使用 Docling Parse 构建完整的文档布局感知解析流水线
英文摘要
This tutorial demonstrates a full parsing pipeline using Docling Parse to extract text cells (words, characters, lines) with page-level coordinates from a multi-element test PDF. It covers environment setup, generation of a PDF with columns, tables, vector shapes, and an embedded image, and extraction of structured JSON/CSV outputs. The workflow includes reconstruction of layout-aware reading order from word coordinates, rendering of cell overlays for inspection, and benchmarking of threaded parallel parsing. The resulting pipeline is suitable for document AI tasks such as layout analysis, table extraction, and preparation for retrieval-augmented generation (RAG).
中文摘要
本教程展示了使用 Docling Parse 构建完整解析流水线的方法,从包含多元素(分栏、表格、矢量图形、嵌入图像)的测试 PDF 中提取词、字符、行及其页面坐标。包括环境配置、PDF 生成、结构化 JSON/CSV 导出、基于坐标重建布局感知阅读顺序、渲染单元覆盖图以及多线程解析性能测试。该流水线可支撑版面分析、表格提取及为检索增强生成(RAG)做数据准备等文档智能任务。
关键要点
Sets up a Colab Python environment with Docling Parse, Pillow, ReportLab, Pandas, and Matplotlib, handling Pillow compatibility issues.
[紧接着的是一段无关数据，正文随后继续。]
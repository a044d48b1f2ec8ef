//! Process spawning under a pseudo-terminal.
//!
//! Unix only: connection programs must see a controlling terminal or they
//! refuse to prompt interactively.

mod child;
mod pty;

pub use child::{ChildHandle, SpawnedProcess, spawn_process};
pub use pty::{PtyStream, open_slave};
在 Colab 中安装 Docling Parse、Pillow、ReportLab、Pandas 和 Matplotlib,并处理 Pillow 版本冲突的恢复逻辑。
Generates a custom two-page PDF with text, two-column layout, table-like structure, vector shapes, and an embedded bitmap image for controlled testing.
通过代码生成包含文本、双栏、类表格结构、矢量图形和嵌入位图的定制两页 PDF,用于受控测试。
Extracts word, character, and line cells with bounding box coordinates from each page using DoclingPdfParser, and renders overlay images for visual verification.
使用 DoclingPdfParser 逐页提取词、字符、行单元并附带边界框坐标,同时渲染覆盖图以直观验证。
Exports parsed results to JSON and CSV, flattens records into a DataFrame, and reconstructs layout-aware text by grouping words into lines based on their y-coordinates and sorting by x-position.
将解析结果导出为 JSON 和 CSV,展平为 DataFrame,并利用 y 坐标分组和 x 坐标排序重建布局感知文本行。
Tests threaded parallel parsing with DoclingThreadedPdfParser, benchmarking performance and saving results, and verifies command-line tool availability.
测试 DoclingThreadedPdfParser 的多线程并行解析,记录性能基准,并检查 CLI 工具是否可用。